INFORMATION PROVIDED
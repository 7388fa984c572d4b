use anyhow::{bail, Context};
use chrono::Local;
use clap::{Parser, Subcommand};
use fxtrend::config::Config;
use fxtrend::services::dataset::write_jsonl;
use fxtrend::services::{
    AdvisoryEngine, CurrencyDirectory, DatasetBuilder, FileStore, JsonModelLoader, RateCache,
    RateSeriesLoader, SnapshotService, TrendClassifier,
};
use fxtrend::sources::CbrClient;
use serde::Serialize;
use std::fs::File;
use std::io::{self, BufWriter};
use std::path::PathBuf;
use std::sync::Arc;
use std::time::Duration;
use tracing::{info, warn};
use tracing_subscriber::{layer::SubscriberExt, util::SubscriberInitExt};

#[derive(Parser)]
#[command(name = "fxtrend")]
#[command(about = "Daily exchange rates, trend verdicts and advisories", long_about = None)]
struct Cli {
    #[command(subcommand)]
    command: Commands,
}

#[derive(Subcommand)]
enum Commands {
    /// List the currencies the feed publishes
    Currencies {
        /// Reload the list from the feed
        #[arg(long)]
        refresh: bool,
    },

    /// Print the business-day rate history of a currency
    Rates {
        /// Currency code (e.g., USD)
        code: String,

        /// Calendar days to look back
        #[arg(short, long, default_value = "30")]
        days: i64,
    },

    /// Short-horizon statistics for a currency
    Snapshot {
        /// Currency code (e.g., USD)
        code: String,
    },

    /// Trend verdict for the next business day
    Predict {
        /// Currency code (e.g., USD)
        code: String,
    },

    /// Heuristic advisories from recent movement
    Advice {
        /// Currency code (e.g., USD)
        code: String,
    },

    /// Collect a labeled training dataset as JSON lines
    Dataset {
        /// Calendar days of history per currency
        #[arg(long)]
        days_back: Option<i64>,

        /// Output file (stdout when omitted)
        #[arg(short, long)]
        out: Option<PathBuf>,
    },
}

fn print_json<T: Serialize>(value: &T) -> anyhow::Result<()> {
    println!("{}", serde_json::to_string_pretty(value)?);
    Ok(())
}

async fn require_known(directory: &CurrencyDirectory, code: &str) -> anyhow::Result<String> {
    let code = code.to_uppercase();
    if !directory.contains(&code).await {
        bail!("unknown currency {}; see `fxtrend currencies`", code);
    }
    Ok(code)
}

#[tokio::main]
async fn main() -> anyhow::Result<()> {
    dotenvy::dotenv().ok();

    // Logs go to stderr so stdout stays parseable.
    tracing_subscriber::registry()
        .with(
            tracing_subscriber::EnvFilter::try_from_default_env()
                .unwrap_or_else(|_| "fxtrend=info".into()),
        )
        .with(tracing_subscriber::fmt::layer().with_writer(io::stderr))
        .init();

    let cli = Cli::parse();
    let config = Config::from_env();

    let client = Arc::new(
        CbrClient::with_base_url(
            &config.source_url,
            Duration::from_secs(config.http_timeout_secs),
        )
        .context("failed to build HTTP client")?,
    );
    let store = Arc::new(FileStore::new(&config.cache_dir).context("failed to open cache")?);
    let cache = Arc::new(RateCache::new(client.clone(), store));
    let loader = Arc::new(RateSeriesLoader::new(cache));
    let directory = Arc::new(CurrencyDirectory::new(client));

    info!(
        "Using cache at {} and model at {}",
        config.cache_dir.display(),
        config.model_path.display()
    );

    match cli.command {
        Commands::Currencies { refresh } => {
            let list = if refresh {
                directory.refresh().await
            } else {
                directory.currencies().await
            };
            print_json(&list)?;
        }

        Commands::Rates { code, days } => {
            let code = require_known(&directory, &code).await?;
            let series = loader
                .recent(&code, Local::now().date_naive(), days)
                .await?;
            print_json(&series)?;
        }

        Commands::Snapshot { code } => {
            let code = require_known(&directory, &code).await?;
            let service = SnapshotService::new(loader, config.lookback.snapshot_days);
            let snapshot = service.snapshot(&code).await?;
            if snapshot.is_none() {
                warn!("Not enough history for a {} snapshot", code);
            }
            print_json(&snapshot)?;
        }

        Commands::Predict { code } => {
            let code = require_known(&directory, &code).await?;
            let model = Arc::new(JsonModelLoader::new(&config.model_path));
            let classifier =
                TrendClassifier::new(loader, model, config.lookback.predict_days);
            let verdict = classifier.predict(&code).await?;
            if verdict.is_none() {
                warn!("No trend verdict available for {}", code);
            }
            print_json(&verdict)?;
        }

        Commands::Advice { code } => {
            let code = require_known(&directory, &code).await?;
            let engine = AdvisoryEngine::new(loader, config.lookback.advice_days);
            let report = engine.advise(&code).await?;
            match &report {
                Some(report) => {
                    for line in report.lines() {
                        info!("{}: {}", code, line);
                    }
                }
                None => warn!("Not enough history to advise on {}", code),
            }
            print_json(&report)?;
        }

        Commands::Dataset { days_back, out } => {
            let days_back = days_back.unwrap_or(config.lookback.dataset_days);
            let builder = DatasetBuilder::new(directory, loader, days_back);
            let dataset = builder.build().await?;

            match out {
                Some(path) => {
                    let file = File::create(&path)
                        .with_context(|| format!("cannot create {}", path.display()))?;
                    write_jsonl(&dataset, BufWriter::new(file))?;
                    info!("Wrote {} samples to {}", dataset.len(), path.display());
                }
                None => write_jsonl(&dataset, io::stdout().lock())?,
            }

            for (code, count) in &dataset.counts {
                info!("{}: {} samples", code, count);
            }
        }
    }

    Ok(())
}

EXERCISE
Once a line of the records is found to contain "Calendar", copy it out.

ANSWER BOX
        /// Calendar days to look back
        /// Calendar days of history per currency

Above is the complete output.